6. SAFETY MEASUREMENTS 6.1. Definitions

   An adverse event (AE) is any untoward medical occurrence that occurs as a result of the study. This will reported to CRIB.

   6.2. Collecting, Recording and Reporting of Adverse Events and Serious Adverse Events to CIRB

   PI will be responsible for submitting to the approving CIRB the completed serious AE Reporting Form within 7 calendar days after the investigator is aware of the event, followed by a complete report within 8 additional calendar days. AE that are related events should be reported at least annually (together with Study Status Report for annual review).

   6.3. Safety Monitoring Plan

   Not applicable. Current standard investigations and treatment to be provided to all subjects.

   6.4. Complaint Handling

   Complaints about the study will be escalated to the clinical Head of Department and included in reports to the CIRB.

7. DATA ANALYSIS

   7.1. Data Quality Assurance

   Data collection will be done by the investigators through the clinical team managing the patient to ensure completion and accuracy.

   7.2. Data Entry and Storage

   • Data will be entered and stored in a secure web application (REDCap)/password controlled hospital computer. When subject data collection is complete, the data will be de-identified and kept in an electronic database (password secured) for analysis. Only investigators will have access to the data.
   • There are no plans to keep any documentation of patients beyond the informed consent forms. These will be stored in the locked department office of the investigators.

8. SAMPLE SIZE AND STATISTICAL METHODS

   8.1. Determination of Sample Size

   The sample size is determined by the number of patients accrued into the database during the study period. As this is a non-comparative study, study size calculation not applicable.
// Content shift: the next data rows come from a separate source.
// SPDX-License-Identifier: MIT OR Apache-2.0

#![forbid(unsafe_code)]

use crate::table::{ObservationTable, Thresholds};
use grb_core::{
    ChannelDetector, ChannelKey, Detection, ExecutionContext, GrbError, NDET, progress_percent,
};
use grb_online::{FocusDesConfig, FocusDesDetector};
#[cfg(feature = "rayon")]
use rayon::prelude::*;
use std::collections::BTreeSet;

/// What the multiplexer does when a channel detector fails to step.
#[cfg_attr(feature = "serde", derive(serde::Serialize, serde::Deserialize))]
#[cfg_attr(feature = "serde", serde(rename_all = "snake_case"))]
#[derive(Clone, Copy, Debug, Default, PartialEq, Eq)]
pub enum CorruptionPolicy {
    /// Stop the replay with [`GrbError::CorruptedBackground`].
    #[default]
    Abort,
    /// Reset the failing channel, log it and keep going.
    ResetChannel,
}

#[cfg_attr(feature = "serde", derive(serde::Serialize, serde::Deserialize))]
#[cfg_attr(feature = "serde", serde(default))]
#[derive(Clone, Debug, PartialEq)]
pub struct MuxConfig {
    /// Rows skipped after a trigger, at least 1.
    pub stride: usize,
    /// Fraction of the table to skip before scanning, in `[0, 1]`.
    pub t_start: f64,
    /// A channel reading zero for more than this many consecutive rows is
    /// reset.
    pub max_consecutive_zeros: usize,
    pub corruption_policy: CorruptionPolicy,
    /// Step channels on the rayon pool; requires the `rayon` feature.
    pub parallel: bool,
}

impl Default for MuxConfig {
    fn default() -> Self {
        Self {
            stride: 1,
            t_start: 0.0,
            max_consecutive_zeros: 10,
            corruption_policy: CorruptionPolicy::Abort,
            parallel: false,
        }
    }
}

impl MuxConfig {
    pub fn validate(&self) -> Result<(), GrbError> {
        if self.stride < 1 {
            return Err(GrbError::invalid_input("stride must be >= 1"));
        }
        if !self.t_start.is_finite() || !(0.0..=1.0).contains(&self.t_start) {
            return Err(GrbError::invalid_input(format!(
                "t_start must be finite and in [0,1]; got {}",
                self.t_start
            )));
        }
        if self.parallel && !cfg!(feature = "rayon") {
            return Err(GrbError::invalid_input(
                "parallel channel stepping requires the rayon feature",
            ));
        }
        Ok(())
    }

    /// First row scanned for a table of `nrows` rows.
    pub fn start_index(&self, nrows: usize) -> usize {
        ((self.t_start * nrows as f64).floor() as usize).min(nrows)
    }
}

/// A channel over threshold when a trigger fired.
#[cfg_attr(feature = "serde", derive(serde::Serialize, serde::Deserialize))]
#[derive(Clone, Copy, Debug, PartialEq)]
pub struct ChannelHit {
    pub key: ChannelKey,
    /// Changepoint position relative to the trigger row (`-offset`).
    pub offset: i64,
    pub significance: f64,
}

#[cfg_attr(feature = "serde", derive(serde::Serialize, serde::Deserialize))]
#[derive(Clone, Debug, PartialEq)]
pub struct TriggerEvent {
    pub id: usize,
    pub met: f64,
    pub index: usize,
    pub hits: Vec<ChannelHit>,
}

impl TriggerEvent {
    /// Distinct detectors among the hits.
    pub fn detectors(&self) -> BTreeSet<u8> {
        self.hits.iter().map(|hit| hit.key.detector()).collect()
    }
}

#[cfg_attr(feature = "serde", derive(serde::Serialize, serde::Deserialize))]
#[cfg_attr(feature = "serde", serde(rename_all = "snake_case"))]
#[derive(Clone, Copy, Debug, PartialEq, Eq)]
pub enum ResetCause {
    /// Fault flag raised; `resume` is the row where it clears.
    FaultFlag { resume: Option<usize> },
    /// Every channel read zero; `resume` is the next row with signal.
    Outage { resume: Option<usize> },
    StaleChannel(ChannelKey),
    /// Reset following the trigger with this id.
    Trigger(usize),
    CorruptedBackground(ChannelKey),
}

impl ResetCause {
    pub fn is_global(&self) -> bool {
        matches!(
            self,
            Self::FaultFlag { .. } | Self::Outage { .. } | Self::Trigger(_)
        )
    }
}

#[cfg_attr(feature = "serde", derive(serde::Serialize, serde::Deserialize))]
#[derive(Clone, Copy, Debug, PartialEq)]
pub struct ResetEvent {
    pub index: usize,
    pub met: f64,
    pub cause: ResetCause,
}

/// Everything a replay produced.
#[cfg_attr(feature = "serde", derive(serde::Serialize, serde::Deserialize))]
#[derive(Clone, Debug, Default, PartialEq)]
pub struct ReplayReport {
    pub triggers: Vec<TriggerEvent>,
    pub resets: Vec<ResetEvent>,
}

#[derive(Clone, Copy, Debug, PartialEq, Eq)]
enum ChannelTick {
    Stepped,
    Stale,
}

/// Detector and bookkeeping for one enabled channel.
#[derive(Clone, Debug)]
pub struct ChannelState<D> {
    key: ChannelKey,
    detector: D,
    consecutive_zeros: usize,
    last: Detection,
}

impl<D: ChannelDetector> ChannelState<D> {
    fn new(key: ChannelKey, detector: D) -> Self {
        Self {
            key,
            detector,
            consecutive_zeros: 0,
            last: Detection::NONE,
        }
    }

    pub fn key(&self) -> ChannelKey {
        self.key
    }

    /// Detection recorded on the most recent row.
    pub fn last_detection(&self) -> Detection {
        self.last
    }

    pub fn consecutive_zeros(&self) -> usize {
        self.consecutive_zeros
    }

    fn reset(&mut self) {
        self.detector.reset();
        self.consecutive_zeros = 0;
        self.last = Detection::NONE;
    }

    fn tick(&mut self, x: u64, max_consecutive_zeros: usize) -> Result<ChannelTick, GrbError> {
        if x == 0 {
            self.consecutive_zeros += 1;
        } else {
            self.consecutive_zeros = 0;
        }
        if self.consecutive_zeros > max_consecutive_zeros {
            self.reset();
            return Ok(ChannelTick::Stale);
        }
        // a failed step records nothing
        self.last = Detection::NONE;
        self.last = self.detector.step(x)?;
        Ok(ChannelTick::Stepped)
    }
}

fn tick_sequential<D: ChannelDetector>(
    channels: &mut [ChannelState<D>],
    counts: &[u64; NDET],
    max_consecutive_zeros: usize,
) -> Vec<Result<ChannelTick, GrbError>> {
    channels
        .iter_mut()
        .map(|channel| channel.tick(counts[channel.key.index()], max_consecutive_zeros))
        .collect()
}

#[cfg(feature = "rayon")]
fn tick_all<D: ChannelDetector>(
    channels: &mut [ChannelState<D>],
    counts: &[u64; NDET],
    max_consecutive_zeros: usize,
    parallel: bool,
) -> Vec<Result<ChannelTick, GrbError>> {
    if !parallel {
        return tick_sequential(channels, counts, max_consecutive_zeros);
    }
    // Collecting is the barrier: every channel has stepped before coincidence.
    channels
        .par_iter_mut()
        .map(|channel| channel.tick(counts[channel.key.index()], max_consecutive_zeros))
        .collect()
}

#[cfg(not(feature = "rayon"))]
fn tick_all<D: ChannelDetector>(
    channels: &mut [ChannelState<D>],
    counts: &[u64; NDET],
    max_consecutive_zeros: usize,
    _parallel: bool,
) -> Vec<Result<ChannelTick, GrbError>> {
    tick_sequential(channels, counts, max_consecutive_zeros)
}

/// True when the hits come from at least two distinct detectors.
pub fn is_coincident(hits: &[ChannelHit]) -> bool {
    let mut detectors = hits.iter().map(|hit| hit.key.detector());
    match detectors.next() {
        Some(first) => detectors.any(|det| det != first),
        None => false,
    }
}

/// Runs one detector per enabled channel over an observation table and
/// collects coincidence-gated triggers.
#[derive(Clone, Debug)]
pub struct TriggerMux<D> {
    config: MuxConfig,
    thresholds: Thresholds,
    channels: Vec<ChannelState<D>>,
    triggers: Vec<TriggerEvent>,
    resets: Vec<ResetEvent>,
}

impl<D: ChannelDetector> TriggerMux<D> {
    /// Builds one detector per enabled channel through `factory`.
    pub fn new<F>(config: MuxConfig, thresholds: Thresholds, factory: F) -> Result<Self, GrbError>
    where
        F: Fn() -> D,
    {
        config.validate()?;
        let channels = thresholds
            .enabled_keys()
            .into_iter()
            .map(|key| ChannelState::new(key, factory()))
            .collect();
        Ok(Self {
            config,
            thresholds,
            channels,
            triggers: Vec::new(),
            resets: Vec::new(),
        })
    }

    pub fn config(&self) -> &MuxConfig {
        &self.config
    }

    pub fn thresholds(&self) -> &Thresholds {
        &self.thresholds
    }

    /// Enabled channels in key order.
    pub fn channels(&self) -> &[ChannelState<D>] {
        &self.channels
    }

    pub fn triggers(&self) -> &[TriggerEvent] {
        &self.triggers
    }

    pub fn resets(&self) -> &[ResetEvent] {
        &self.resets
    }

    pub fn into_report(self) -> ReplayReport {
        ReplayReport {
            triggers: self.triggers,
            resets: self.resets,
        }
    }

    /// Replays `table` from the configured start row and returns the trigger
    /// registry. Every call starts from freshly reset channels.
    pub fn run(
        &mut self,
        table: &ObservationTable,
        ctx: &ExecutionContext<'_>,
    ) -> Result<&[TriggerEvent], GrbError> {
        self.reset_channels();
        self.triggers.clear();
        self.resets.clear();

        let nrows = table.len();
        let mut t = self.config.start_index(nrows);
        while let Some(row) = table.row(t) {
            ctx.check_cancelled()?;
            ctx.report_progress(t, nrows);

            if row.fault {
                let resume = table.next_clear_fault(t);
                tracing::warn!(
                    met = row.met,
                    index = t,
                    ?resume,
                    "fault flag raised, resetting all channels"
                );
                self.reset_channels();
                self.resets.push(ResetEvent {
                    index: t,
                    met: row.met,
                    cause: ResetCause::FaultFlag { resume },
                });
                match resume {
                    Some(next) => {
                        t = next;
                        continue;
                    }
                    None => break,
                }
            }

            if row.is_silent() {
                let resume = table.next_active_row(t);
                tracing::warn!(
                    met = row.met,
                    index = t,
                    ?resume,
                    "all detectors read zero, resetting all channels"
                );
                self.reset_channels();
                self.resets.push(ResetEvent {
                    index: t,
                    met: row.met,
                    cause: ResetCause::Outage { resume },
                });
                match resume {
                    Some(next) => {
                        t = next;
                        continue;
                    }
                    None => break,
                }
            }

            let outcomes = tick_all(
                &mut self.channels,
                row.counts,
                self.config.max_consecutive_zeros,
                self.config.parallel,
            );
            for (pos, outcome) in outcomes.into_iter().enumerate() {
                let key = self.channels[pos].key;
                match outcome {
                    Ok(ChannelTick::Stepped) => {}
                    Ok(ChannelTick::Stale) => {
                        tracing::warn!(
                            channel = %key,
                            met = row.met,
                            index = t,
                            "channel stuck at zero, resetting it"
                        );
                        self.resets.push(ResetEvent {
                            index: t,
                            met: row.met,
                            cause: ResetCause::StaleChannel(key),
                        });
                    }
                    Err(err) => match self.config.corruption_policy {
                        CorruptionPolicy::Abort => {
                            return Err(GrbError::corrupted_background(
                                key.to_string(),
                                row.met,
                                t,
                                err.to_string(),
                            ));
                        }
                        CorruptionPolicy::ResetChannel => {
                            tracing::warn!(
                                channel = %key,
                                met = row.met,
                                index = t,
                                error = %err,
                                "corrupted background estimate, resetting channel"
                            );
                            self.channels[pos].reset();
                            self.resets.push(ResetEvent {
                                index: t,
                                met: row.met,
                                cause: ResetCause::CorruptedBackground(key),
                            });
                        }
                    },
                }
            }

            let hits = self.hits();
            if is_coincident(&hits) {
                let id = self.triggers.len();
                tracing::info!(
                    id,
                    met = row.met,
                    index = t,
                    done_pct = progress_percent(t, nrows),
                    channels = hits.len(),
                    "new trigger"
                );
                for hit in &hits {
                    tracing::info!(
                        id,
                        channel = %hit.key,
                        offset = hit.offset,
                        significance = hit.significance,
                        "trigger channel"
                    );
                }
                self.reset_channels();
                self.resets.push(ResetEvent {
                    index: t,
                    met: row.met,
                    cause: ResetCause::Trigger(id),
                });
                self.triggers.push(TriggerEvent {
                    id,
                    met: row.met,
                    index: t,
                    hits,
                });
                t += self.config.stride;
            } else {
                t += 1;
            }
        }

        Ok(&self.triggers)
    }

    fn hits(&self) -> Vec<ChannelHit> {
        self.channels
            .iter()
            .filter(|channel| channel.last.significance > self.thresholds.get(channel.key))
            .map(|channel| ChannelHit {
                key: channel.key,
                offset: -(channel.last.offset as i64),
                significance: channel.last.significance,
            })
            .collect()
    }

    fn reset_channels(&mut self) {
        for channel in &mut self.channels {
            channel.reset();
        }
    }
}

impl TriggerMux<FocusDesDetector> {
    /// Multiplexer running a FOCuS-DES detector on every enabled channel.
    pub fn focus_des(
        config: MuxConfig,
        thresholds: Thresholds,
        detector: FocusDesConfig,
    ) -> Result<Self, GrbError> {
        let template = FocusDesDetector::new(detector)?;
        Self::new(config, thresholds, || template.clone())
    }
}

/// Builds a multiplexer, replays `table` and returns what it produced.
pub fn trigger_mux<D, F>(
    table: &ObservationTable,
    thresholds: Thresholds,
    config: MuxConfig,
    factory: F,
    ctx: &ExecutionContext<'_>,
) -> Result<ReplayReport, GrbError>
where
    D: ChannelDetector,
    F: Fn() -> D,
{
    let mut mux = TriggerMux::new(config, thresholds, factory)?;
    mux.run(table, ctx)?;
    Ok(mux.into_report())
}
   8.2. Statistical and Analytical Plans

   • Continuous safety analyses tracking for AE
   • Interim Analyses of data on an annual basis

9. DIRECT ACCESS TO SOURCE DATA/DOCUMENTS

   The CRIB will be permitted to audit the database as needed. Source documents are from electronic medical records.

10. QUALITY CONTROL AND QUALITY ASSURANCE

    Data collection will be done by the investigators through the clinical team managing the patient to ensure completion and accuracy.

11. ETHICAL CONSIDERATIONS

11.1. Informed Consent

Informed consent will be sought from the patient or legal guardian (in the case of minors) by the study investigators before any data collection is done.

11.2. Confidentiality of Data and Patient Records

• Data will be entered and stored in a secure web application (REDCap)/password controlled hospital computer. When subject data collection is complete, the data will be de-identified and kept in an electronic database (password secured) for analysis. Only investigators will have access to the data.
• There are no plans to keep any documentation of patients beyond the informed consent forms. These will be stored in the locked department office of the investigators.